### Saved entries:
====

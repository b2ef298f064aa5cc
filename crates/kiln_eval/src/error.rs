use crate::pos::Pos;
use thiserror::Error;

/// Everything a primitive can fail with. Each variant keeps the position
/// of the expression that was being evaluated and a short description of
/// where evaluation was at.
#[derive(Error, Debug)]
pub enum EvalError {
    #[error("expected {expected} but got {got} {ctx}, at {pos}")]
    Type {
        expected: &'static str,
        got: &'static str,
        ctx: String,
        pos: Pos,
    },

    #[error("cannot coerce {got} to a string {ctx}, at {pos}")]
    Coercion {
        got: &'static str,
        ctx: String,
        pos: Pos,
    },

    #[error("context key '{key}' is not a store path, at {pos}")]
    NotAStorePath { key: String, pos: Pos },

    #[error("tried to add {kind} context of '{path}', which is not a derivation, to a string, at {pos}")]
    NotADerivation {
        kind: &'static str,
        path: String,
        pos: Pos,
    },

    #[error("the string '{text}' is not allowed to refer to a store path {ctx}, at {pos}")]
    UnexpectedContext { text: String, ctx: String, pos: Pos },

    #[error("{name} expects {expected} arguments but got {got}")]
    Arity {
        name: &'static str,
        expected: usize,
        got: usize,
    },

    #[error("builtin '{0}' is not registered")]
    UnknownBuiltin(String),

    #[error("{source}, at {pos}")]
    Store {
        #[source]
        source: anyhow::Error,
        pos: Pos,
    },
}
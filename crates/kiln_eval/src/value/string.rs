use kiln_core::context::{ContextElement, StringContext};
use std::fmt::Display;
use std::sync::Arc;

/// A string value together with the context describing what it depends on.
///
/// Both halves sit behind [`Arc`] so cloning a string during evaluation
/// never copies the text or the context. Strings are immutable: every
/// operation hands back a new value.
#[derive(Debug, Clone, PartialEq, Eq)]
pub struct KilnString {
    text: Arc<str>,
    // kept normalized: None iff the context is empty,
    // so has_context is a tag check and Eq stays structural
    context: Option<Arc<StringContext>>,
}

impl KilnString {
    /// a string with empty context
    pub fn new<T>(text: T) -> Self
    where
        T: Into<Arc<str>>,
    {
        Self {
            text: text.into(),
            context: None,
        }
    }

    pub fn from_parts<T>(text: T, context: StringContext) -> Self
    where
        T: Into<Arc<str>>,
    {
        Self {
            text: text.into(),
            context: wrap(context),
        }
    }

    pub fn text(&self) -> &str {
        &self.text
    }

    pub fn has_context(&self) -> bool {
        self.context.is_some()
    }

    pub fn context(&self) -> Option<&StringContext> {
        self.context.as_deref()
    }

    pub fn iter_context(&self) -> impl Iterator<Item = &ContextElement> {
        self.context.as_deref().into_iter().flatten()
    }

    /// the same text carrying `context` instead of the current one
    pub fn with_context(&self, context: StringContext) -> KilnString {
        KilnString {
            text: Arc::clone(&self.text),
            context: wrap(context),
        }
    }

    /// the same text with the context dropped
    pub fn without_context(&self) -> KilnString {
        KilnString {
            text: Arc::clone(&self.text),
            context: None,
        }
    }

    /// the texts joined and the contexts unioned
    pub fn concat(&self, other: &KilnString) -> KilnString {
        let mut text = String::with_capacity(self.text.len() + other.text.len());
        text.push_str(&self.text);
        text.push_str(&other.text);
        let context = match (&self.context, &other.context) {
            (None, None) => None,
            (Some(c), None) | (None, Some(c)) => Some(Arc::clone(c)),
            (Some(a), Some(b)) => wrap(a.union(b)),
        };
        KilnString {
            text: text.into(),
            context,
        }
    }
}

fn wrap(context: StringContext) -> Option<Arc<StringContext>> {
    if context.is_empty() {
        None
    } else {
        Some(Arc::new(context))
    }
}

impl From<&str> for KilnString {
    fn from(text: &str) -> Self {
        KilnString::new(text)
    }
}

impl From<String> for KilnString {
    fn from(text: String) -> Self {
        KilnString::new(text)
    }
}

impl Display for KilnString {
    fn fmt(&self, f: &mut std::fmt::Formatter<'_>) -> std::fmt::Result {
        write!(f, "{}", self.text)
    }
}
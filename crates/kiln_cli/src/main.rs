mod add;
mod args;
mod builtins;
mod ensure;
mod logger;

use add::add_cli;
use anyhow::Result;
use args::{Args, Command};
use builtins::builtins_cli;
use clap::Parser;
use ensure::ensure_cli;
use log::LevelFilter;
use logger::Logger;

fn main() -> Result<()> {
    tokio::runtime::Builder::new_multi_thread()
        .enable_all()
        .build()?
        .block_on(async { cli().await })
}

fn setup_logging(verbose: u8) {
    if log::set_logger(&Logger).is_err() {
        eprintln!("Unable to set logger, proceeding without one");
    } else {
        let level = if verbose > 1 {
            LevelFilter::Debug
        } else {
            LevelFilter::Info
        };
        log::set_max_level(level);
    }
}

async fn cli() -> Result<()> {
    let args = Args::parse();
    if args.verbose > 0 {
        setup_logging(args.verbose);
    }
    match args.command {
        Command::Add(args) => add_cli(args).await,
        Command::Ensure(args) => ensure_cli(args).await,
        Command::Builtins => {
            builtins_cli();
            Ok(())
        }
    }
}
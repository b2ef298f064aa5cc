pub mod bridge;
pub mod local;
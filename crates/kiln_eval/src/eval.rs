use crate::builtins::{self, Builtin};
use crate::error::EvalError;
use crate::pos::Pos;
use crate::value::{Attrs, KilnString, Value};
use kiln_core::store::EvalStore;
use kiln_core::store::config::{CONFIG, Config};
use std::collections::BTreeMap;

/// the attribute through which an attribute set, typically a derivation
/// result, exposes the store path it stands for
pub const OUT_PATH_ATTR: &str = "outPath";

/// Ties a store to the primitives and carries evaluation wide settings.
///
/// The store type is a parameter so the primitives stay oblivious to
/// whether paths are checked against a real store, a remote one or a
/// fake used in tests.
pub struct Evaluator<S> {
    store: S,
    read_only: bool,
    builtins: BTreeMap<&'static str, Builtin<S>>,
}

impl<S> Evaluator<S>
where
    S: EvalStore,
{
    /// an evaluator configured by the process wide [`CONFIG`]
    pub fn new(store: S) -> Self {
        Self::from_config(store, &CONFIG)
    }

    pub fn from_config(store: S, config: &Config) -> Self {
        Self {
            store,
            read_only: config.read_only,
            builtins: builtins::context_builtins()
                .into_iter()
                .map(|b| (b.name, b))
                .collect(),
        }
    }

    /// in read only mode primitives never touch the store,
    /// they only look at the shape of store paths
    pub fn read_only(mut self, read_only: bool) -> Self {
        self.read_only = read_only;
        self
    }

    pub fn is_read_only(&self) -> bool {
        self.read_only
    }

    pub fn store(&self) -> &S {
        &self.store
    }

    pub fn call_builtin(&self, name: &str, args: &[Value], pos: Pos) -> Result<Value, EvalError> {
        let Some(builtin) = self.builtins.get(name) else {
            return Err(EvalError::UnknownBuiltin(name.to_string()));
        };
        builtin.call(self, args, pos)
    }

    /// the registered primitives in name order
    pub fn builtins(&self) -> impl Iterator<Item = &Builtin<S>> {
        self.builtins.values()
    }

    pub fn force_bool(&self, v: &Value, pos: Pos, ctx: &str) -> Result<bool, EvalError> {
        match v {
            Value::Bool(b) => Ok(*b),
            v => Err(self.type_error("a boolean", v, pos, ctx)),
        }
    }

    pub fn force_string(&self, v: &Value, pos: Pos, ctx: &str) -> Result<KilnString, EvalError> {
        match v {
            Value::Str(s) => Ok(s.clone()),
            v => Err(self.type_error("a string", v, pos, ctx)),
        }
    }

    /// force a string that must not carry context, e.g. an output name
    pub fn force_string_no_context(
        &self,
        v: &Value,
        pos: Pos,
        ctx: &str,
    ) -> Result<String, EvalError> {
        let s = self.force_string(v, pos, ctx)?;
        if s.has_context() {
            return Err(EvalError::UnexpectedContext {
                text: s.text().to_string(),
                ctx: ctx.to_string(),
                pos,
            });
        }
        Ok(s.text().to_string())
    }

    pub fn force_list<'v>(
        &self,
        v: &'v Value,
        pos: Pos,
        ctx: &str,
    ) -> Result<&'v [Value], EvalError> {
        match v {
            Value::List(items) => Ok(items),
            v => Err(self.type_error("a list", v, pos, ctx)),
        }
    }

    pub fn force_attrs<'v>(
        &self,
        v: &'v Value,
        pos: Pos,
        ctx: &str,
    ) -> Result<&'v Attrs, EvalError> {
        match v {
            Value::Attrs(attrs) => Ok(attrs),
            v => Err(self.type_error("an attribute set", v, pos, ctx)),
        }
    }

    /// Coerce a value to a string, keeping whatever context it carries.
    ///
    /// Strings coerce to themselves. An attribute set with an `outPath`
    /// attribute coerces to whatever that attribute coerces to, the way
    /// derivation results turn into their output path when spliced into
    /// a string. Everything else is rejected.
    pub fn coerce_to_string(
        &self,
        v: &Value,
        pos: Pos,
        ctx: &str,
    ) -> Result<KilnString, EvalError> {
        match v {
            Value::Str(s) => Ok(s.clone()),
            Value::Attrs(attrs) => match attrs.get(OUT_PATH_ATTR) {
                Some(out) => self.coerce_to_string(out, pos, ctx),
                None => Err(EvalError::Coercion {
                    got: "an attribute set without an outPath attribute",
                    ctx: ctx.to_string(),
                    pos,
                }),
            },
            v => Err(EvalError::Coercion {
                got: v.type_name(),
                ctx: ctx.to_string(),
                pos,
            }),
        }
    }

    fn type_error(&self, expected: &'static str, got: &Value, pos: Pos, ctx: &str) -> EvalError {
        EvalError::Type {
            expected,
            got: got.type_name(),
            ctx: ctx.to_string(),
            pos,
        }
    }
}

====

### What to work on:
If a line falls between the first line of the entries and the line containing "arguments but got", or is one of those two, restate it word for word; leave all other lines out.

### Result below:
repository b2ef298f064aa5cc
filename crates/kiln_eval/src/error.rs
use crate::pos::Pos;
use thiserror::Error;

/// Everything a primitive can fail with. Each variant keeps the position
/// of the expression that was being evaluated and a short description of
/// where evaluation was at.
#[derive(Error, Debug)]
pub enum EvalError {
    #[error("expected {expected} but got {got} {ctx}, at {pos}")]
    Type {
        expected: &'static str,
        got: &'static str,
        ctx: String,
        pos: Pos,
    },

    #[error("cannot coerce {got} to a string {ctx}, at {pos}")]
    Coercion {
        got: &'static str,
        ctx: String,
        pos: Pos,
    },

    #[error("context key '{key}' is not a store path, at {pos}")]
    NotAStorePath { key: String, pos: Pos },

    #[error("tried to add {kind} context of '{path}', which is not a derivation, to a string, at {pos}")]
    NotADerivation {
        kind: &'static str,
        path: String,
        pos: Pos,
    },

    #[error("the string '{text}' is not allowed to refer to a store path {ctx}, at {pos}")]
    UnexpectedContext { text: String, ctx: String, pos: Pos },

    #[error("{name} expects {expected} arguments but got {got}")]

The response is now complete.